Which – as such – is fine in the sense that Twitter/X, being a commercial platform, has every right to pester the people who choose to use its service with ads. No one is forced to use TwitterX and if that is the price of using the service offered by Twitter/X, so be it. I understand and agree with the axiom that there’s no such thing as a free lunch. But spare us the cloying insipidity of cooing to us that we are “in control.” It conjures affront similar to that expressed by the Marquis of Montrose in the movie, Rob Roy to his villainous underling, Archie. The latter attempts to wheedle Montrose with a similarly cloying cooing about some dirty business he was involved in. Montrose wheels around on him in fury and says:

Do you take me entirely for a whig (that is, an idiot)?

Just so. And yet, they do take us entirely for “whigs.” They assume we’re idiots – cattle – that can be led in the desired direction (or quiescent acceptance) via their use of weaponized language. And they are right, for the evidence of the conversation so attests.

How often do you hear a political gangster speak of asking his victim to do what he’s told he must – the or else part always implicit but almost never articulated? The political gangster asks because he knows his victim is already rendered defenseless (or at least, on the defensive) by accepting the use of that word. It serves to cast the political gangster in a benevolent or at least, non-malignant light.

After all, he’s only asking.

Or so he wants to orient your thinking.

Just the same as the thinking of the people who have to deal with organs of the government such as the DMV and the tax-collecting apparatus are slyly styled customers – to get them to think of themselves as such in order to get them to not think too much about how they are being forced to spend time and money on services they would decline if they were in fact free to decline them.

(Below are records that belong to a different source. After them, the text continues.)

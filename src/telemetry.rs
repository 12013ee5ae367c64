//! Structured logging setup.

use tracing_subscriber::util::TryInitError;
use tracing_subscriber::{layer::SubscriberExt, util::SubscriberInitExt, EnvFilter};

/// Install a fmt subscriber filtered by `RUST_LOG`, defaulting to `info`.
///
/// Fails if a global subscriber is already set.
pub fn init_tracing() -> Result<(), TryInitError> {
    init_tracing_with("info")
}

/// Like [`init_tracing`] with an explicit fallback filter directive.
pub fn init_tracing_with(default_directive: &str) -> Result<(), TryInitError> {
    let filter =
        EnvFilter::try_from_default_env().unwrap_or_else(|_| EnvFilter::new(default_directive));

    tracing_subscriber::registry()
        .with(tracing_subscriber::fmt::layer().with_target(false))
        .with(filter)
        .try_init()?;

    tracing::debug!("kiosk telemetry initialized");
    Ok(())
}
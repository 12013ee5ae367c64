//! Rotating loading indicator shown while a payment is processing.

use crate::config::PaymentConfig;
use crate::sync::lock;
use crate::task::TaskGuard;
use std::sync::{Arc, Mutex};
use std::time::Duration;
use tokio::time::{Instant, MissedTickBehavior};

/// Where the indicator is drawn.
pub trait IndicatorSink: Send + Sync {
    fn set_visible(&self, visible: bool);
    fn set_angle(&self, degrees: f32);
}

/// Rotate clockwise by `speed * dt` degrees, keeping the angle in (-360, 0].
///
/// `angle` must already be in range; `speed` and `dt` must be non-negative.
pub fn advance_angle(angle: f32, speed: f32, dt: f32) -> f32 {
    (angle - speed * dt) % 360.0
}

#[derive(Debug, Default)]
struct Dial {
    angle: f32,
    spinning: bool,
}

pub struct LoadingIndicator {
    speed: f32,
    tick: Duration,
    dial: Arc<Mutex<Dial>>,
    sink: Option<Arc<dyn IndicatorSink>>,
    task: Mutex<Option<TaskGuard>>,
}

impl LoadingIndicator {
    pub fn new(speed: f32, tick: Duration) -> Self {
        Self {
            speed,
            tick,
            dial: Arc::new(Mutex::new(Dial::default())),
            sink: None,
            task: Mutex::new(None),
        }
    }

    pub fn from_config(config: &PaymentConfig) -> Self {
        Self::new(config.rotate_speed, config.indicator_tick())
    }

    pub fn with_sink(mut self, sink: Arc<dyn IndicatorSink>) -> Self {
        self.sink = Some(sink);
        self
    }

    /// Show the indicator at angle 0 and spin it once per tick.
    pub fn start(&self) {
        {
            let mut dial = lock(&self.dial);
            dial.angle = 0.0;
            dial.spinning = true;
        }
        if let Some(sink) = &self.sink {
            sink.set_visible(true);
            sink.set_angle(0.0);
        }

        let dial = Arc::clone(&self.dial);
        let sink = self.sink.clone();
        let speed = self.speed;
        let tick = self.tick;
        let guard = TaskGuard::spawn("loading_indicator", async move {
            let mut ticker = tokio::time::interval(tick);
            ticker.set_missed_tick_behavior(MissedTickBehavior::Delay);
            let mut last = Instant::now();
            loop {
                ticker.tick().await;
                let now = Instant::now();
                let dt = now.duration_since(last).as_secs_f32();
                last = now;

                let angle = {
                    let mut dial = lock(&dial);
                    if !dial.spinning {
                        break;
                    }
                    dial.angle = advance_angle(dial.angle, speed, dt);
                    dial.angle
                };
                if let Some(sink) = &sink {
                    sink.set_angle(angle);
                }
            }
        });

        // Replacing an earlier loop aborts it.
        *lock(&self.task) = Some(guard);
    }

    /// Stop spinning, hide the indicator and reset the angle to 0.
    pub fn stop(&self) {
        if let Some(mut guard) = lock(&self.task).take() {
            guard.cancel();
        }
        {
            let mut dial = lock(&self.dial);
            dial.spinning = false;
            dial.angle = 0.0;
        }
        if let Some(sink) = &self.sink {
            sink.set_angle(0.0);
            sink.set_visible(false);
        }
    }

    pub fn angle(&self) -> f32 {
        lock(&self.dial).angle
    }

    pub fn is_spinning(&self) -> bool {
        lock(&self.dial).spinning
    }
}
//! Cancelable handles for spawned loops.

use tokio::task::JoinHandle;

/// Owns a spawned task and aborts it when cancelled or dropped.
///
/// Cancelling is idempotent: the second call finds nothing to abort.
#[derive(Debug)]
pub struct TaskGuard {
    name: &'static str,
    handle: Option<JoinHandle<()>>,
}

impl TaskGuard {
    /// Spawn `future` on the current tokio runtime.
    pub fn spawn<F>(name: &'static str, future: F) -> Self
    where
        F: std::future::Future<Output = ()> + Send + 'static,
    {
        tracing::trace!(task = name, "spawning");
        Self {
            name,
            handle: Some(tokio::spawn(future)),
        }
    }

    /// True while the task has been neither cancelled nor finished.
    pub fn is_running(&self) -> bool {
        self.handle.as_ref().is_some_and(|h| !h.is_finished())
    }

    pub fn cancel(&mut self) {
        if let Some(handle) = self.handle.take() {
            tracing::trace!(task = self.name, "cancelling");
            handle.abort();
        }
    }
}

impl TaskGuard {
    /// Release the task without aborting it.
    pub fn detach(mut self) {
        self.handle.take();
    }
}

impl Drop for TaskGuard {
    fn drop(&mut self) {
        self.cancel();
    }
}
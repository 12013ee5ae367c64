//! Full reset sequencing and the unattended auto-reset countdown.

use crate::config::ResetConfig;
use crate::core::Stage;
use crate::effects::CoordinatorHandle;
use crate::handlers::{SoundCue, SoundPlayer};
use crate::sync::lock;
use crate::task::TaskGuard;
use std::fmt;
use std::sync::atomic::{AtomicU64, Ordering};
use std::sync::{Arc, Mutex, Weak};
use std::time::Duration;
use tracing::{debug, info, warn};

/// A collaborator owning per-session state that can return to defaults.
pub trait Resettable: Send + Sync {
    fn reset(&self);
}

/// Label showing the auto-reset countdown.
pub trait CountdownDisplay: Send + Sync {
    fn show_remaining(&self, seconds: u32);
    fn show_idle(&self);
}

struct ResetStep {
    name: &'static str,
    target: Arc<dyn Resettable>,
}

/// The running countdown and the generation it was started under.
struct Countdown {
    generation: u64,
    guard: TaskGuard,
}

pub struct ResetCoordinator {
    steps: Vec<ResetStep>,
    countdown_secs: u32,
    display: Option<Arc<dyn CountdownDisplay>>,
    coordinator: Option<CoordinatorHandle>,
    sounds: Option<Arc<dyn SoundPlayer>>,
    countdown: Mutex<Option<Countdown>>,
    generation: AtomicU64,
    resets: AtomicU64,
}

impl ResetCoordinator {
    pub fn new(config: &ResetConfig) -> Self {
        Self {
            steps: Vec::new(),
            countdown_secs: config.countdown_secs.max(1),
            display: None,
            coordinator: None,
            sounds: None,
            countdown: Mutex::new(None),
            generation: AtomicU64::new(0),
            resets: AtomicU64::new(0),
        }
    }

    /// Register a reset step. Steps run in registration order.
    pub fn with_step(mut self, name: &'static str, target: Arc<dyn Resettable>) -> Self {
        self.steps.push(ResetStep { name, target });
        self
    }

    pub fn with_display(mut self, display: Arc<dyn CountdownDisplay>) -> Self {
        self.display = Some(display);
        self
    }

    /// Coordinator asked to run the pending leg after an unattended reset.
    pub fn with_coordinator(mut self, coordinator: CoordinatorHandle) -> Self {
        self.coordinator = Some(coordinator);
        self
    }

    pub fn with_sounds(mut self, sounds: Arc<dyn SoundPlayer>) -> Self {
        self.sounds = Some(sounds);
        self
    }

    pub fn step_names(&self) -> Vec<&'static str> {
        self.steps.iter().map(|s| s.name).collect()
    }

    pub fn countdown_secs(&self) -> u32 {
        self.countdown_secs
    }

    /// Cancel any pending countdown and reset every registered collaborator.
    pub fn run_full_reset(&self) {
        self.cancel_countdown();
        if let Some(display) = &self.display {
            display.show_idle();
        }
        for step in &self.steps {
            debug!(step = step.name, "resetting");
            step.target.reset();
        }
        let total = self.resets.fetch_add(1, Ordering::SeqCst) + 1;
        info!(steps = self.steps.len(), total, "full reset complete");
    }

    /// End the session now: play the success cue, reset everything and ask
    /// the coordinator to run the pending leg.
    ///
    /// This is what the countdown does on expiry, and what a "return now"
    /// button calls directly. Nothing is requested while the stage is
    /// already `Idle`.
    pub fn reset_and_return(&self) {
        if let Some(sounds) = &self.sounds {
            sounds.play(SoundCue::OutputSuccess);
        }
        self.run_full_reset();

        let Some(coordinator) = &self.coordinator else {
            debug!("no coordinator wired, stage left as is");
            return;
        };
        let stage = coordinator.stage();
        if stage == Stage::Idle {
            debug!("already idle after reset");
            return;
        }
        info!(%stage, "advancing flow after reset");
        if let Err(err) = coordinator.advance() {
            warn!(error = %err, "could not advance flow after reset");
        }
    }

    /// Start the auto-reset countdown, replacing a running one.
    pub fn start_countdown(self: &Arc<Self>) {
        let generation = self.generation.fetch_add(1, Ordering::SeqCst) + 1;
        let owner = Arc::downgrade(self);
        let secs = self.countdown_secs;

        // Held across the spawn so the new task cannot claim its expiry
        // before it is stored.
        let mut slot = lock(&self.countdown);
        let guard = TaskGuard::spawn(
            "auto_reset_countdown",
            countdown(owner, generation, secs),
        );
        // The previous countdown, if any, aborts when `previous` drops.
        let previous = slot.replace(Countdown { generation, guard });
        drop(slot);
        if previous.is_some() {
            debug!(generation, "auto-reset countdown restarted");
        } else {
            debug!(generation, secs, "auto-reset countdown started");
        }
    }

    /// Cancel a pending countdown. Safe to call when none is running.
    pub fn cancel_countdown(&self) {
        if let Some(mut countdown) = lock(&self.countdown).take() {
            countdown.guard.cancel();
            debug!(generation = countdown.generation, "auto-reset countdown cancelled");
        }
    }

    pub fn is_counting_down(&self) -> bool {
        lock(&self.countdown)
            .as_ref()
            .is_some_and(|countdown| countdown.guard.is_running())
    }

    pub fn resets_run(&self) -> u64 {
        self.resets.load(Ordering::SeqCst)
    }

    /// Release the countdown slot if `generation` still owns it.
    ///
    /// A countdown replaced after its last sleep finds a newer generation
    /// here and must not reset.
    fn claim_expiry(&self, generation: u64) -> bool {
        let mut slot = lock(&self.countdown);
        match slot.take() {
            Some(countdown) if countdown.generation == generation => {
                countdown.guard.detach();
                true
            }
            other => {
                *slot = other;
                false
            }
        }
    }
}

async fn countdown(owner: Weak<ResetCoordinator>, generation: u64, secs: u32) {
    for remaining in (1..=secs).rev() {
        {
            let Some(owner) = owner.upgrade() else { return };
            if let Some(display) = &owner.display {
                display.show_remaining(remaining);
            }
        }
        tokio::time::sleep(Duration::from_secs(1)).await;
    }

    let Some(owner) = owner.upgrade() else { return };
    if !owner.claim_expiry(generation) {
        debug!(generation, "superseded countdown expired, ignored");
        return;
    }
    info!(generation, "auto-reset countdown expired");
    owner.reset_and_return();
}

impl fmt::Debug for ResetCoordinator {
    fn fmt(&self, f: &mut fmt::Formatter<'_>) -> fmt::Result {
        f.debug_struct("ResetCoordinator")
            .field("steps", &self.step_names())
            .field("countdown_secs", &self.countdown_secs)
            .field("coordinator", &self.coordinator.is_some())
            .field("resets", &self.resets_run())
            .finish()
    }
}
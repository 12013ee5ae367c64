//! The transition effect contract and its timed implementation.

use super::handle::FlowCommand;
use crate::handlers::{SoundCue, SoundPlayer};
use crate::sync::lock;
use std::collections::VecDeque;
use std::fmt;
use std::sync::{Arc, Mutex};
use std::time::Duration;
use tokio::sync::mpsc;
use tracing::{debug, warn};

/// A visual in/out effect gating every stage change.
///
/// The effect knows nothing about stages. It receives a `FinishedSignal`
/// per run and fires it once the effect completes.
pub trait TransitionEffect: Send + Sync {
    fn start(&self, finished: FinishedSignal);
}

/// One-shot completion signal for a single effect run.
///
/// `fire` consumes the signal, so a run can complete at most once.
#[derive(Debug)]
pub struct FinishedSignal {
    commands: mpsc::UnboundedSender<FlowCommand>,
}

impl FinishedSignal {
    pub(crate) fn new(commands: mpsc::UnboundedSender<FlowCommand>) -> Self {
        Self { commands }
    }

    pub fn fire(self) {
        if self.commands.send(FlowCommand::Finished).is_err() {
            debug!("finished signal dropped: coordinator is gone");
        }
    }
}

/// Fade that completes after a fixed duration.
///
/// A start arriving while a fade runs is queued and gets its own full run
/// once the current one fires, so every signal fires exactly once.
pub struct FadeEffect {
    duration: Duration,
    sounds: Option<Arc<dyn SoundPlayer>>,
    state: Arc<Mutex<FadeState>>,
}

#[derive(Default)]
struct FadeState {
    running: bool,
    queued: VecDeque<FinishedSignal>,
}

impl FadeEffect {
    pub fn new(duration: Duration) -> Self {
        Self {
            duration,
            sounds: None,
            state: Arc::new(Mutex::new(FadeState::default())),
        }
    }

    /// Play the fade in and fade out cues around every run.
    pub fn with_sounds(mut self, sounds: Arc<dyn SoundPlayer>) -> Self {
        self.sounds = Some(sounds);
        self
    }

    pub fn is_running(&self) -> bool {
        lock(&self.state).running
    }

    pub fn queued(&self) -> usize {
        lock(&self.state).queued.len()
    }
}

impl TransitionEffect for FadeEffect {
    fn start(&self, finished: FinishedSignal) {
        {
            let mut state = lock(&self.state);
            if state.running {
                state.queued.push_back(finished);
                warn!(queued = state.queued.len(), "fade already running, start queued");
                return;
            }
            state.running = true;
        }

        let state = Arc::clone(&self.state);
        let sounds = self.sounds.clone();
        let duration = self.duration;
        tokio::spawn(async move {
            let mut signal = finished;
            loop {
                debug!(duration_ms = duration.as_millis() as u64, "fade in");
                play(&sounds, SoundCue::FadeIn);
                tokio::time::sleep(duration).await;
                debug!("fade out");
                play(&sounds, SoundCue::FadeOut);
                signal.fire();

                let next = {
                    let mut state = lock(&state);
                    let next = state.queued.pop_front();
                    state.running = next.is_some();
                    next
                };
                match next {
                    Some(queued) => signal = queued,
                    None => break,
                }
            }
        });
    }
}

fn play(sounds: &Option<Arc<dyn SoundPlayer>>, cue: SoundCue) {
    if let Some(sounds) = sounds {
        sounds.play(cue);
    }
}

impl fmt::Debug for FadeEffect {
    fn fmt(&self, f: &mut fmt::Formatter<'_>) -> fmt::Result {
        f.debug_struct("FadeEffect")
            .field("duration", &self.duration)
            .field("sounds", &self.sounds.is_some())
            .field("running", &self.is_running())
            .finish()
    }
}
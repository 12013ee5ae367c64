//! Errors raised while assembling a kiosk.

use crate::config::ConfigError;
use thiserror::Error;

#[derive(Debug, Error)]
pub enum BuildError {
    #[error("Invalid configuration: {}", format_errors(.0))]
    InvalidConfig(Vec<ConfigError>),

    #[error("No tokio runtime available. Call .build() from within a runtime")]
    NoRuntime,
}

fn format_errors(errors: &[ConfigError]) -> String {
    errors
        .iter()
        .map(ToString::to_string)
        .collect::<Vec<_>>()
        .join("; ")
}
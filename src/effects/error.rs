//! Coordinator errors.
//!
//! None of these are fatal: each leaves the flow in a stable stage that
//! can be observed and recovered from.

use crate::core::Stage;
use thiserror::Error;

#[derive(Debug, Clone, Error, PartialEq)]
pub enum CoordinatorError {
    #[error("Required collaborator '{0}' is missing")]
    MissingCollaborator(&'static str),

    #[error("Stage '{stage}' has no transition leg")]
    UnrecognizedStage { stage: Stage },

    #[error("Transition to '{requested}' rejected: a transition from '{current}' is still in flight")]
    ReentrantRequest { current: Stage, requested: Stage },

    #[error("Finished received at '{stage}' with no transition in flight")]
    NoTransitionInFlight { stage: Stage },

    #[error("Guard blocked transition from '{from}' to '{to}'")]
    GuardBlocked { from: Stage, to: Stage },

    #[error("Payment return leg needs an approved payment")]
    PaymentNotApproved,

    #[error("Coordinator has shut down")]
    Closed,
}
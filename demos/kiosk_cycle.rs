//! Headless run of one full kiosk cycle.
//!
//! Ready -> frame select -> filming -> payment (mock) -> ready, with a
//! short fade and approval delay so the whole loop takes a few seconds.
//!
//! Run with: cargo run --example kiosk_cycle
//! Set RUST_LOG=debug to see every panel switch.

use kiosk_flow::builder::{KioskBuilder, KioskPanels};
use kiosk_flow::config::KioskConfig;
use kiosk_flow::core::{Guard, Stage};
use kiosk_flow::sim::{
    MemoryCountdown, MemoryCues, MemoryIndicator, MemoryKioskState, MemoryPanel, MemoryText,
};
use kiosk_flow::telemetry;

const CONFIG: &str = r#"
[transition]
fade_duration_ms = 300

[payment]
use_mock = true
always_success = true
mock_approve_delay_secs = 1.5

[reset]
countdown_secs = 3
"#;

#[tokio::main]
async fn main() -> Result<(), Box<dyn std::error::Error>> {
    telemetry::init_tracing()?;

    let mut config = KioskConfig::from_toml_str(CONFIG)?;
    config.apply_env_overrides()?;

    let status = MemoryText::new();
    let countdown = MemoryCountdown::new();
    let states = MemoryKioskState::new();
    let cues = MemoryCues::new();
    let kiosk = KioskBuilder::new(config)
        .timed_fade()
        .panels(KioskPanels {
            ready: MemoryPanel::shown("ready"),
            select: MemoryPanel::hidden("select"),
            filming: MemoryPanel::hidden("filming"),
            payment: MemoryPanel::hidden("payment"),
        })
        .entry_guard(
            Stage::BackToSelect,
            Guard::only_from([Stage::AwaitingFilmingTransition]),
        )
        .status_text(status.clone())
        .indicator_sink(MemoryIndicator::new())
        .countdown_display(countdown.clone())
        .state_sink(states.clone())
        .sounds(cues.clone())
        .build()?;
    let handle = kiosk.handle().clone();

    println!("=== Kiosk Cycle Demo ===\n");
    println!("Session {}", kiosk.session().id());

    // Ready -> select
    handle.try_advance().await?;
    handle.wait_for(Stage::AwaitingSelectTransition).await?;
    kiosk.session().select_frame("classic-4cut");
    println!("Stage: {}", kiosk.stage());

    // Select -> filming
    handle.try_advance().await?;
    handle.wait_for(Stage::AwaitingFilmingTransition).await?;
    for shot in 1..=4 {
        kiosk.session().record_shot(format!("shot-{shot}"));
    }
    let shots = kiosk.session().snapshot().captured_shots.len();
    println!("Stage: {} ({shots} shots)", kiosk.stage());

    // Back to select and forward again, to show the irregular leg
    handle.try_request_transition(Stage::BackToSelect).await?;
    handle.wait_for(Stage::AwaitingSelectTransition).await?;
    println!("Back action -> {}", kiosk.stage());
    handle.try_advance().await?;
    handle.wait_for(Stage::AwaitingFilmingTransition).await?;

    // Filming -> payment; the mock approves and returns to ready on its own
    handle.try_advance().await?;
    handle.wait_for(Stage::PaymentReturn).await?;
    println!("Stage: {} ({})", kiosk.stage(), kiosk.payment().message());
    handle.wait_for(Stage::Idle).await?;
    println!("Stage: {} after {} reset(s)", kiosk.stage(), kiosk.reset().resets_run());

    // Leave the kiosk unattended until the countdown resets it again
    kiosk.reset().start_countdown();
    while kiosk.reset().resets_run() < 2 {
        tokio::time::sleep(std::time::Duration::from_millis(200)).await;
    }
    println!("Countdown shown: {:?}", countdown.shown());

    println!("\nStatus messages:");
    for message in status.history() {
        println!("  {}", message.replace('\n', " "));
    }

    println!("\nKiosk states: {:?}", states.states());
    println!("Sound cues: {:?}", cues.played());

    println!("\nCommitted legs:");
    for record in handle.history().await? {
        println!("  #{} {} -> {}", record.sequence, record.from, record.to);
    }

    kiosk.shutdown().await;
    Ok(())
}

For the same reason, we are wheedled into thinking we have contributed to the intergenerational wealth transfer scheme styled Social Security – so that we think the money we are forced to hand over for redistribution has been placed into an annuity the benefits of which we have a right to. If honest language were used such that people clearly understood they were being taxed and that their benefits were nothing more than government alms – they might object.

Speaking of objecting. . .

An extremely effective way to stop that is to weaponize objecting by styling it hateful to object as most people do not wish to be regarded as hateful people. What better way to get them to stop thinking (or at least, giving expression to) objectionable thoughts than by hectoring them about the hatefulness of such thoughts? This works even more effectively when criminality is imputed to hatefulness – as in a threat to our democracy.

Mark the plural in the latter – which excludes you (i.e., the hateful, objectionable person).

He who controls the way words are used has control.

And they have been working at it for decades.

They have managed to reframe speech (and so, thought) to such an extent that ordinary conversation is now all-but-impossible. The preconceptions of thought embedded in the use of words redefined to efface meaning without the conscious awareness of the victimized user of the words has proved to be a weapon more effective than the hydrogen bomb.

The latter might destroy a major city. The former, a country. A civilization.

But it’s not yet too late. Ground can be recovered if enough of us stop allowing our thoughts to be sluiced along certain pathways by weaponized language. If enough of us refuse to use (or allow the use of) the revised definitions that are almost never questioned.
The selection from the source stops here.